[[ The data, beginning ]]

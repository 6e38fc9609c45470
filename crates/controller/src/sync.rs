//! The sync function: one idempotent reconciliation step for one object.

use std::sync::Arc;

use metrics::counter;
use tracing::{debug, info};
use vigil_core::{ObjectCache, ObjectKey, ObjectWriter};

use crate::error::{SyncError, SyncOutcome};
use crate::policy::Policy;

/// Reads current state from the cache and issues at most one corrective write.
///
/// The triggering event is never consulted, only the cached level, so duplicate, stale or lost
/// notifications all end in the same place.
#[derive(Clone)]
pub struct Reconciler {
    cache: Arc<dyn ObjectCache>,
    writer: Arc<dyn ObjectWriter>,
    policy: Arc<dyn Policy>,
}

impl Reconciler {
    pub fn new(cache: Arc<dyn ObjectCache>, writer: Arc<dyn ObjectWriter>, policy: Arc<dyn Policy>) -> Self {
        Self { cache, writer, policy }
    }

    pub async fn sync(&self, key: &ObjectKey) -> Result<SyncOutcome, SyncError> {
        let Some(current) = self.cache.get(key) else {
            debug!(key = %key, "object not in cache; nothing to reconcile");
            return Ok(SyncOutcome::Unchanged);
        };
        let Some(correction) = self.policy.plan(&current) else {
            return Ok(SyncOutcome::Unchanged);
        };
        // Written against the cached resourceVersion: if the object moved on, this is a conflict.
        let desired = correction.apply(&current);
        match self.writer.update(&desired).await {
            Ok(stored) => {
                counter!("vigil_corrections_total", 1u64);
                info!(key = %key, correction = %correction, rv = ?stored.resource_version, "object corrected");
                Ok(SyncOutcome::Corrected)
            }
            Err(e) => Err(SyncError::from(e)),
        }
    }
}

[[ The data, end ]]

Requirement | For each line above that contains "debug", make a copy.

Written reply |
use tracing::{debug, info};
            debug!(key = %key, "object not in cache; nothing to reconcile");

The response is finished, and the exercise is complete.